### Task directions
Among the entries below, find all lines that include "display" and copy them.

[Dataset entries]
##########

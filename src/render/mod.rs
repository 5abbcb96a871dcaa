pub mod instance;
pub mod pipeline;
pub mod texture;

use std::sync::Arc;
use winit::window::Window;

use crate::error::AppError;
use crate::scene::palette;

use self::instance::QuadInstance;
use self::pipeline::SpritePipeline;
use self::texture::{SheetImage, SpriteTexture};

/// Core GPU state — device, queue, surface, pipeline, sprite sheet.
pub struct GpuState {
    pub device: wgpu::Device,
    pub queue: wgpu::Queue,
    pub surface: wgpu::Surface<'static>,
    pub surface_config: wgpu::SurfaceConfiguration,
    pub sprite_pipeline: SpritePipeline,
    sheet: Option<SpriteTexture>,
}

/// Intermediate frame state returned by `begin_frame`.
pub struct FrameContext {
    pub output: wgpu::SurfaceTexture,
    pub view: wgpu::TextureView,
    pub encoder: wgpu::CommandEncoder,
}

impl GpuState {
    /// Initialize wgpu and the quad pipeline.
    /// `virtual_size` is the coordinate space the scene is authored in.
    pub fn new(window: Arc<Window>, virtual_size: (f32, f32)) -> Result<Self, AppError> {
        let size = window.inner_size();

        let instance = wgpu::Instance::new(&wgpu::InstanceDescriptor::default());

        let surface = instance.create_surface(window)?;

        let adapter = pollster::block_on(instance.request_adapter(&wgpu::RequestAdapterOptions {
            power_preference: wgpu::PowerPreference::default(),
            compatible_surface: Some(&surface),
            force_fallback_adapter: false,
        }))?;

        log::info!(
            "GPU adapter: {:?} ({:?})",
            adapter.get_info().name,
            adapter.get_info().backend
        );

        let (device, queue) = pollster::block_on(adapter.request_device(
            &wgpu::DeviceDescriptor {
                label: Some("scarfy_device"),
                required_features: wgpu::Features::empty(),
                required_limits: wgpu::Limits::default(),
                ..Default::default()
            },
        ))?;

        let surface_caps = surface.get_capabilities(&adapter);

        // Palette colors are authored as display bytes; skip sRGB re-encoding.
        let format = surface_caps
            .formats
            .iter()
            .find(|f| !f.is_srgb())
            .copied()
            .unwrap_or(surface_caps.formats[0]);

        // Fifo paces presentation to the display, like a 60 FPS target.
        let present_mode = wgpu::PresentMode::Fifo;

        log::info!("Surface: format={:?}, present_mode={:?}", format, present_mode);

        let surface_config = wgpu::SurfaceConfiguration {
            usage: wgpu::TextureUsages::RENDER_ATTACHMENT,
            format,
            width: size.width.max(1),
            height: size.height.max(1),
            present_mode,
            alpha_mode: surface_caps.alpha_modes[0],
            view_formats: vec![],
            desired_maximum_frame_latency: 2,
        };
        surface.configure(&device, &surface_config);

        let sprite_pipeline = SpritePipeline::new(&device, format);
        sprite_pipeline.update_screen_size(&queue, virtual_size.0, virtual_size.1);

        Ok(Self {
            device,
            queue,
            surface,
            surface_config,
            sprite_pipeline,
            sheet: None,
        })
    }

    /// Load the sprite sheet from disk and bind it. Replaces any previous sheet.
    pub fn load_sheet(&mut self, path: &std::path::Path) -> Result<&SpriteTexture, AppError> {
        let image = SheetImage::open(path)?;
        let sheet = SpriteTexture::upload(&self.device, &self.queue, &image);
        self.sprite_pipeline.bind_texture(&self.device, &sheet);
        Ok(self.sheet.insert(sheet))
    }

    pub fn sheet(&self) -> Option<&SpriteTexture> {
        self.sheet.as_ref()
    }

    /// Resize the surface.
    pub fn resize(&mut self, width: u32, height: u32) {
        if width == 0 || height == 0 {
            return;
        }
        self.surface_config.width = width;
        self.surface_config.height = height;
        self.surface.configure(&self.device, &self.surface_config);
    }

    /// Upload instance data for this frame.
    pub fn update_instances(&mut self, instances: &[QuadInstance]) {
        self.sprite_pipeline
            .update_instances(&self.queue, instances);
    }

    /// Acquire the next surface texture and create a command encoder.
    /// Returns None if the surface is lost/outdated (caller should skip this frame).
    pub fn begin_frame(&self) -> Option<FrameContext> {
        let output = match self.surface.get_current_texture() {
            Ok(output) => output,
            Err(wgpu::SurfaceError::Lost | wgpu::SurfaceError::Outdated) => {
                self.surface
                    .configure(&self.device, &self.surface_config);
                return None;
            }
            Err(wgpu::SurfaceError::OutOfMemory) => {
                log::error!("GPU out of memory");
                return None;
            }
            Err(e) => {
                log::warn!("Surface error: {e:?}");
                return None;
            }
        };

        let view = output
            .texture
            .create_view(&wgpu::TextureViewDescriptor::default());

        let encoder = self
            .device
            .create_command_encoder(&wgpu::CommandEncoderDescriptor {
                label: Some("frame_encoder"),
            });

        Some(FrameContext {
            output,
            view,
            encoder,
        })
    }

    /// Clear to `clear` and draw all quads uploaded this frame.
    pub fn draw_quads(
        &self,
        encoder: &mut wgpu::CommandEncoder,
        view: &wgpu::TextureView,
        clear: u32,
    ) {
        let [r, g, b, a] = palette::to_rgba(clear).map(|c| c as f64 / 255.0);

        let mut render_pass = encoder.begin_render_pass(&wgpu::RenderPassDescriptor {
            label: Some("sprite_render_pass"),
            color_attachments: &[Some(wgpu::RenderPassColorAttachment {
                view,
                resolve_target: None,
                depth_slice: None,
                ops: wgpu::Operations {
                    load: wgpu::LoadOp::Clear(wgpu::Color { r, g, b, a }),
                    store: wgpu::StoreOp::Store,
                },
            })],
            depth_stencil_attachment: None,
            timestamp_writes: None,
            occlusion_query_set: None,
        });

        let p = &self.sprite_pipeline;
        let Some(texture_bind_group) = &p.texture_bind_group else {
            return;
        };
        if p.num_instances > 0 {
            render_pass.set_pipeline(&p.pipeline);
            render_pass.set_bind_group(0, &p.screen_bind_group, &[]);
            render_pass.set_bind_group(1, texture_bind_group, &[]);
            render_pass.set_vertex_buffer(0, p.vertex_buffer.slice(..));
            render_pass.set_vertex_buffer(1, p.instance_buffer.slice(..));
            render_pass.set_index_buffer(p.index_buffer.slice(..), wgpu::IndexFormat::Uint16);
            render_pass.draw_indexed(0..6, 0, 0..p.num_instances);
        }
    }

    /// Create an egui render pass that preserves existing content (LoadOp::Load).
    /// Returns a 'static render pass suitable for egui_wgpu::Renderer::render().
    pub fn begin_egui_pass(
        encoder: &mut wgpu::CommandEncoder,
        view: &wgpu::TextureView,
    ) -> wgpu::RenderPass<'static> {
        let render_pass = encoder.begin_render_pass(&wgpu::RenderPassDescriptor {
            label: Some("egui_render_pass"),
            color_attachments: &[Some(wgpu::RenderPassColorAttachment {
                view,
                resolve_target: None,
                depth_slice: None,
                ops: wgpu::Operations {
                    load: wgpu::LoadOp::Load,
                    store: wgpu::StoreOp::Store,
                },
            })],
            depth_stencil_attachment: None,
            timestamp_writes: None,
            occlusion_query_set: None,
        });
        render_pass.forget_lifetime()
    }

    /// Submit the command encoder and present.
    pub fn finish_frame(
        &self,
        encoder: wgpu::CommandEncoder,
        output: wgpu::SurfaceTexture,
        extra_cmd_bufs: Vec<wgpu::CommandBuffer>,
    ) {
        self.queue.submit(
            extra_cmd_bufs
                .into_iter()
                .chain(std::iter::once(encoder.finish())),
        );
        output.present();
    }
}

##########

### Written solution
        // Palette colors are authored as display bytes; skip sRGB re-encoding.
        // Fifo paces presentation to the display, like a 60 FPS target.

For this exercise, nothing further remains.